---- Excerpted records

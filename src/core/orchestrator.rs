//! 回合编排器
//!
//! MemoryModule 把 TurnMemoryStore、ThinkingProcessor、ToolExecutor 组合成外层循环使用的单回合生命周期：
//! start_turn → perform_thinking_phase（可选）→ execute_tool_calls → complete_turn。
//! 同时维护会话级工具用量累计；单批次用量由执行器返回后并入。

use std::collections::HashMap;

use tokio_util::sync::CancellationToken;

use crate::core::AgentError;
use crate::memory::{
    ContextMemoryStore, Message, SessionExport, ToolCallResult, Turn, TurnMemoryStore,
};
use crate::skills::SkillManager;
use crate::thinking::{ThinkingPhaseResult, ThinkingProcessor};
use crate::tools::{ToolBatchOutcome, ToolExecutor, ToolRegistry, ToolUseRequest};

pub struct MemoryModule {
    turns: TurnMemoryStore,
    thinking: ThinkingProcessor,
    executor: ToolExecutor,
    tool_usage: HashMap<String, u32>,
    /// 最近一次执行阶段的结果，作为下一次思考阶段的输入
    last_tool_results: Vec<ToolCallResult>,
}

impl MemoryModule {
    pub fn new(
        session_id: impl Into<String>,
        thinking: ThinkingProcessor,
        executor: ToolExecutor,
    ) -> Self {
        Self {
            turns: TurnMemoryStore::new(session_id),
            thinking,
            executor,
            tool_usage: HashMap::new(),
            last_tool_results: Vec::new(),
        }
    }

    pub fn start_turn(
        &mut self,
        workspace_context: impl Into<String>,
        task_context: Option<String>,
    ) -> Result<Turn, AgentError> {
        self.turns.start_turn(workspace_context, task_context)
    }

    pub fn add_message(&mut self, message: Message) -> Result<Message, AgentError> {
        self.turns.add_message(message)
    }

    /// 思考阶段：当前回合进入 thinking，快照与摘要写入会话的 ContextMemoryStore
    pub async fn perform_thinking_phase(
        &mut self,
        workspace_context: &str,
        cancel: &CancellationToken,
    ) -> Result<ThinkingPhaseResult, AgentError> {
        let turn_id = self
            .turns
            .current_turn()
            .map(|t| t.id.clone())
            .ok_or(AgentError::NoActiveTurn)?;
        self.turns.begin_thinking()?;

        let history = self.turns.get_all_messages();
        let result = self
            .thinking
            .perform_thinking(
                &turn_id,
                &history,
                workspace_context,
                &self.last_tool_results,
                self.turns.context_mut(),
                cancel,
            )
            .await?;
        self.turns.record_thinking_rounds(result.rounds.clone())?;
        Ok(result)
    }

    /// 执行阶段：当前回合进入 acting，结果写入回合并累计用量
    pub async fn execute_tool_calls(
        &mut self,
        requests: &[ToolUseRequest],
        registry: &ToolRegistry,
        skills: &SkillManager,
        is_aborted: &(dyn Fn() -> bool + Sync),
    ) -> Result<ToolBatchOutcome, AgentError> {
        self.turns.begin_acting()?;
        let outcome = self
            .executor
            .execute_tool_calls(requests, registry, skills, is_aborted)
            .await?;

        self.turns
            .record_tool_results(outcome.user_message_content.clone())?;
        for (name, count) in &outcome.tool_usage {
            *self.tool_usage.entry(name.clone()).or_insert(0) += count;
        }
        self.last_tool_results = outcome.user_message_content.clone();
        Ok(outcome)
    }

    pub fn complete_turn(&mut self, turn_id: &str) -> Result<(), AgentError> {
        self.turns.complete_turn(turn_id)
    }

    pub fn abort_turn(&mut self, turn_id: &str, reason: impl Into<String>) -> Result<(), AgentError> {
        self.turns.abort_turn(turn_id, reason)
    }

    /// 会话累计的工具调用次数
    pub fn tool_usage(&self) -> &HashMap<String, u32> {
        &self.tool_usage
    }

    pub fn turn_store(&self) -> &TurnMemoryStore {
        &self.turns
    }

    pub fn context(&self) -> &ContextMemoryStore {
        self.turns.context()
    }

    pub fn context_mut(&mut self) -> &mut ContextMemoryStore {
        self.turns.context_mut()
    }

    pub fn thinking(&self) -> &ThinkingProcessor {
        &self.thinking
    }

    pub fn executor(&self) -> &ToolExecutor {
        &self.executor
    }

    pub fn export(&self) -> SessionExport {
        let mut blob = self.turns.export();
        blob.tool_usage = self.tool_usage.clone();
        blob
    }

    /// 恢复会话；用量累计取自导出本身
    pub fn import(&mut self, mut blob: SessionExport) {
        self.tool_usage = std::mem::take(&mut blob.tool_usage);
        self.turns.import(blob);
        self.last_tool_results = self
            .turns
            .turns()
            .iter()
            .rev()
            .find(|t| !t.tool_results.is_empty())
            .map(|t| t.tool_results.clone())
            .unwrap_or_default();
    }
}

#[cfg(test)]
mod tests {
    use super::*;
    use crate::memory::TurnStatus;
    use crate::thinking::ThinkingConfig;
    use crate::tools::{AttemptCompletionTool, EchoTool, COMPLETION_TOOL};
    use serde_json::json;

    fn module() -> MemoryModule {
        MemoryModule::new(
            "session-test",
            ThinkingProcessor::new(ThinkingConfig::default()),
            ToolExecutor::new(5),
        )
    }

    fn registry() -> ToolRegistry {
        let mut registry = ToolRegistry::new();
        registry.register(EchoTool);
        registry.register(AttemptCompletionTool);
        registry
    }

    fn never() -> bool {
        false
    }

    #[tokio::test]
    async fn test_full_turn_lifecycle() {
        let mut module = module();
        let registry = registry();
        let skills = SkillManager::new();
        let cancel = CancellationToken::new();

        let turn = module.start_turn("ws", Some("say hi".into())).unwrap();
        module.add_message(Message::user("say hi")).unwrap();
        let thinking = module.perform_thinking_phase("ws", &cancel).await.unwrap();
        assert_eq!(thinking.turn_id, turn.id);
        assert!(thinking.should_proceed_to_action);

        let outcome = module
            .execute_tool_calls(
                &[ToolUseRequest::new("echo", json!({"text": "hi"}))],
                &registry,
                &skills,
                &never,
            )
            .await
            .unwrap();
        assert_eq!(outcome.user_message_content.len(), 1);
        module.complete_turn(&turn.id).unwrap();

        let stored = module.turn_store().get_turn(1).unwrap();
        assert_eq!(stored.status, TurnStatus::Completed);
        assert_eq!(stored.thinking_rounds.len(), 1);
        assert_eq!(stored.tool_results.len(), 1);
        assert_eq!(module.turn_store().context().len(), 1);
    }

    #[tokio::test]
    async fn test_usage_accumulates_across_batches() {
        let mut module = module();
        let registry = registry();
        let skills = SkillManager::new();

        for n in 0..2 {
            let turn = module.start_turn("ws", None).unwrap();
            module
                .execute_tool_calls(
                    &[ToolUseRequest::new("echo", json!({"text": n.to_string()}))],
                    &registry,
                    &skills,
                    &never,
                )
                .await
                .unwrap();
            module.complete_turn(&turn.id).unwrap();
        }
        assert_eq!(module.tool_usage().get("echo"), Some(&2));
    }

    #[tokio::test]
    async fn test_thinking_sees_prior_tool_results() {
        let mut module = module();
        let registry = registry();
        let skills = SkillManager::new();
        let cancel = CancellationToken::new();

        let first = module.start_turn("ws", None).unwrap();
        module
            .execute_tool_calls(
                &[ToolUseRequest::new("echo", json!({"text": "x"}))],
                &registry,
                &skills,
                &never,
            )
            .await
            .unwrap();
        module.complete_turn(&first.id).unwrap();

        module.start_turn("ws", None).unwrap();
        let thinking = module.perform_thinking_phase("ws", &cancel).await.unwrap();
        assert!(thinking.insights.contains(&"Tools used: echo".to_string()));
        assert_eq!(
            thinking.context_snapshot.unwrap().tool_calls,
            vec!["echo".to_string()]
        );
    }

    #[tokio::test]
    async fn test_thinking_without_turn_fails() {
        let mut module = module();
        let err = module
            .perform_thinking_phase("ws", &CancellationToken::new())
            .await
            .unwrap_err();
        assert!(matches!(err, AgentError::NoActiveTurn));
    }

    #[tokio::test]
    async fn test_unknown_tool_leaves_turn_without_results() {
        let mut module = module();
        let turn = module.start_turn("ws", None).unwrap();
        let err = module
            .execute_tool_calls(
                &[ToolUseRequest::new("nonexistent_tool", json!({}))],
                &registry(),
                &SkillManager::new(),
                &never,
            )
            .await
            .unwrap_err();
        assert!(err.to_string().contains("nonexistent_tool"));
        module.abort_turn(&turn.id, "bad tool").unwrap();
        let stored = module.turn_store().get_turn(1).unwrap();
        assert!(stored.tool_results.is_empty());
        assert_eq!(stored.status, TurnStatus::Aborted);
    }

    #[tokio::test]
    async fn test_export_import_restores_usage() {
        let mut module = module();
        let turn = module.start_turn("ws", None).unwrap();
        module
            .execute_tool_calls(
                &[ToolUseRequest::new(COMPLETION_TOOL, json!({"result": "done"}))],
                &registry(),
                &SkillManager::new(),
                &never,
            )
            .await
            .unwrap();
        module.complete_turn(&turn.id).unwrap();

        let turn = module.start_turn("ws", None).unwrap();
        // 参数校验失败的调用会记录结果，但不计入用量
        module
            .execute_tool_calls(
                &[ToolUseRequest::new(COMPLETION_TOOL, json!({}))],
                &registry(),
                &SkillManager::new(),
                &never,
            )
            .await
            .unwrap();
        module.complete_turn(&turn.id).unwrap();
        assert_eq!(module.tool_usage().get(COMPLETION_TOOL), Some(&1));
        assert_eq!(module.turn_store().get_turn(2).unwrap().tool_results.len(), 1);

        let mut restored = self::module();
        restored.import(module.export());
        assert_eq!(restored.tool_usage(), module.tool_usage());
        assert_eq!(restored.turn_store().turns().len(), 2);
        assert!(restored.start_turn("ws", None).is_ok());
    }
}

--------

Please copy every line from the entries that includes the word "history".

Solution below =>
        let history = self.turns.get_all_messages();
                &history,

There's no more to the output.